Here is what I know: I'm 38 years old. I've spent the first part of my life (post formal education that is) evolving from primordial ooze ( read "retail management") to a semi-sentient larvae (Corporate tadpole). I don't know what I want to be when I grow up. Ever since my corporate intervention (layoff) forced me to kick my material habit I've come to learn only one thing clearly... that what I've been doing up to now isn't doing it for me. I want more.

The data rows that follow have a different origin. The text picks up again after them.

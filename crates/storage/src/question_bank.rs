use async_trait::async_trait;
use quiz_core::model::{GradeClass, Question, Religion, Subject};
use std::collections::HashMap;
use std::fmt;
use std::io::ErrorKind;
use std::path::{Path, PathBuf};
use std::sync::{Arc, Mutex};
use tracing::{debug, warn};

use crate::question_file;
use crate::repository::StorageError;

/// Identifies one question pool: a grade level and a subject file stem.
#[derive(Debug, Clone, PartialEq, Eq, Hash)]
pub struct QuestionKey {
    pub grade: u8,
    pub stem: String,
}

impl QuestionKey {
    #[must_use]
    pub fn new(grade: u8, stem: impl Into<String>) -> Self {
        Self {
            grade,
            stem: stem.into(),
        }
    }

    /// Pool a participant sits for `subject`. Religious education resolves
    /// to the participant's own religion.
    #[must_use]
    pub fn for_exam(grade_class: GradeClass, subject: Subject, religion: Religion) -> Self {
        Self::new(grade_class.grade(), subject.file_stem(religion))
    }

    /// Location relative to a question root: `<grade>/<stem>.txt`.
    #[must_use]
    pub fn relative_path(&self) -> PathBuf {
        PathBuf::from(self.grade.to_string()).join(format!("{}.txt", self.stem))
    }
}

impl fmt::Display for QuestionKey {
    fn fmt(&self, f: &mut fmt::Formatter<'_>) -> fmt::Result {
        write!(f, "{}/{}", self.grade, self.stem)
    }
}

/// Source of question pools.
#[async_trait]
pub trait QuestionBank: Send + Sync {
    /// Load every valid question in the pool. A missing pool is empty.
    ///
    /// # Errors
    ///
    /// Returns `StorageError::Source` when the pool exists but cannot be read.
    async fn load_questions(&self, key: &QuestionKey) -> Result<Vec<Question>, StorageError>;
}

/// Question files on disk under `<root>/<grade>/<stem>.txt`.
#[derive(Debug, Clone)]
pub struct FsQuestionBank {
    root: PathBuf,
}

impl FsQuestionBank {
    pub fn new(root: impl Into<PathBuf>) -> Self {
        Self { root: root.into() }
    }

    #[must_use]
    pub fn root(&self) -> &Path {
        &self.root
    }

    #[must_use]
    pub fn path_for(&self, key: &QuestionKey) -> PathBuf {
        self.root.join(key.relative_path())
    }

    /// Write `questions` to the pool file, creating directories as needed.
    ///
    /// # Errors
    ///
    /// Returns `StorageError::Source` on I/O failures.
    pub async fn write_questions(
        &self,
        key: &QuestionKey,
        questions: &[Question],
    ) -> Result<PathBuf, StorageError> {
        let path = self.path_for(key);
        if let Some(parent) = path.parent() {
            tokio::fs::create_dir_all(parent)
                .await
                .map_err(|e| StorageError::Source(format!("{}: {e}", parent.display())))?;
        }
        tokio::fs::write(&path, question_file::render(questions))
            .await
            .map_err(|e| StorageError::Source(format!("{}: {e}", path.display())))?;
        Ok(path)
    }
}

#[async_trait]
impl QuestionBank for FsQuestionBank {
    async fn load_questions(&self, key: &QuestionKey) -> Result<Vec<Question>, StorageError> {
        let path = self.path_for(key);
        let content = match tokio::fs::read_to_string(&path).await {
            Ok(content) => content,
            Err(e) if e.kind() == ErrorKind::NotFound => {
                warn!(path = %path.display(), "question file not found");
                return Ok(Vec::new());
            }
            Err(e) => return Err(StorageError::Source(format!("{}: {e}", path.display()))),
        };

        let parsed = question_file::parse(&content);
        for skipped in &parsed.skipped {
            warn!(
                path = %path.display(),
                record = skipped.position,
                reason = %skipped.reason,
                "skipping malformed question"
            );
        }
        debug!(pool = %key, loaded = parsed.questions.len(), "question pool loaded");
        Ok(parsed.questions)
    }
}

/// Question pools held in memory, for tests and prototyping.
#[derive(Clone, Default)]
pub struct InMemoryQuestionBank {
    pools: Arc<Mutex<HashMap<QuestionKey, Vec<Question>>>>,
}

impl InMemoryQuestionBank {
    #[must_use]
    pub fn new() -> Self {
        Self::default()
    }

    /// Replace the pool stored under `key`.
    ///
    /// # Errors
    ///
    /// Returns `StorageError::Connection` if the lock is poisoned.
    pub fn insert(&self, key: QuestionKey, questions: Vec<Question>) -> Result<(), StorageError> {
        let mut guard = self
            .pools
            .lock()
            .map_err(|e| StorageError::Connection(e.to_string()))?;
        guard.insert(key, questions);
        Ok(())
    }
}

#[async_trait]
impl QuestionBank for InMemoryQuestionBank {
    async fn load_questions(&self, key: &QuestionKey) -> Result<Vec<Question>, StorageError> {
        let guard = self
            .pools
            .lock()
            .map_err(|e| StorageError::Connection(e.to_string()))?;
        Ok(guard.get(key).cloned().unwrap_or_default())
    }
}

#[cfg(test)]
mod tests {
    use super::*;
    use quiz_core::model::OptionIndex;

    fn question(n: usize) -> Question {
        Question::new(
            format!("Question {n}"),
            ["w".into(), "x".into(), "y".into(), "z".into()],
            OptionIndex::C,
            None,
        )
        .unwrap()
    }

    fn scratch_dir(name: &str) -> PathBuf {
        std::env::temp_dir().join(format!("quiz-bank-{name}-{}", std::process::id()))
    }

    #[test]
    fn key_resolves_religion_file() {
        let class = GradeClass::new(11, 5).unwrap();
        let key = QuestionKey::for_exam(class, Subject::Religion, Religion::Christian);
        assert_eq!(key.relative_path(), PathBuf::from("11").join("agama_kristen.txt"));

        let key = QuestionKey::for_exam(class, Subject::Mathematics, Religion::Christian);
        assert_eq!(key.to_string(), "11/matematika");
    }

    #[tokio::test]
    async fn missing_file_is_an_empty_pool() {
        let bank = FsQuestionBank::new(scratch_dir("missing"));
        let loaded = bank
            .load_questions(&QuestionKey::new(12, "fisika"))
            .await
            .unwrap();
        assert!(loaded.is_empty());
    }

    #[tokio::test]
    async fn written_pool_loads_back() {
        let root = scratch_dir("written");
        let bank = FsQuestionBank::new(&root);
        let key = QuestionKey::new(10, "kimia");
        let questions: Vec<_> = (0..3).map(question).collect();

        bank.write_questions(&key, &questions).await.unwrap();
        let loaded = bank.load_questions(&key).await.unwrap();
        assert_eq!(loaded, questions);

        tokio::fs::remove_dir_all(&root).await.unwrap();
    }

    #[tokio::test]
    async fn in_memory_bank_returns_inserted_pool() {
        let bank = InMemoryQuestionBank::new();
        let key = QuestionKey::new(10, "sejarah");
        bank.insert(key.clone(), vec![question(1)]).unwrap();

        assert_eq!(bank.load_questions(&key).await.unwrap().len(), 1);
        assert!(
            bank.load_questions(&QuestionKey::new(11, "sejarah"))
                .await
                .unwrap()
                .is_empty()
        );
    }
}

Since around July 2005, I've been in what I'm calling my Pupa stage. A period of fundamental transformation. The caterpiller turns into the butterfly (awww... such imagery... ). Over the past two years, I've been camped out inside my chrysalis, refusing to emerge until I feel like I'm ready. After all, a butterfly without wings is just a roach...or roach-like bug... you know what I mean. I've volunteered at an exotic cat sanctuary in Tampa, sold my house, moved to Arizona, took a whitewater guide course in Utah, received a Wilderness Medicine certification, worked for an outdoor school gear shop in Wyoming for a summer and finally, joined the Peace Corps. In all of these things, one mantra has guided me, helped me justify certain sacrifices and kept me from getting too happy with my comfy cocoon: I wish to live an unlikely life.

So with that in mind, here I am. Currently I'm waiting for my Peace Corps invitation which will let me know, finally, which country i'll be off to. I've been through several application stages, multiple interviews, legal background checks, psychological evaluations, been poked and prodded in every conceivable way by all the doctors there are (you using the whole fist doc? Moooooon River....). If you can contract it, I've been tested for it. And inoculated against it. It's been a long seven months since I started the process. Unless something is changed at the last minute, I should be teaching English somewhere in Asia (Philippines, Thailand, Mongolia, China or Cambodia). I'm ready to go.

This blog will help me keep track of some of my rants, ponderings, insane ramblings and other silly crap as I progress through my transformation. Literally and figuratively, I have no idea where I'm going to end up. I'll be heading where the adventure takes me. That will do until I get my wings.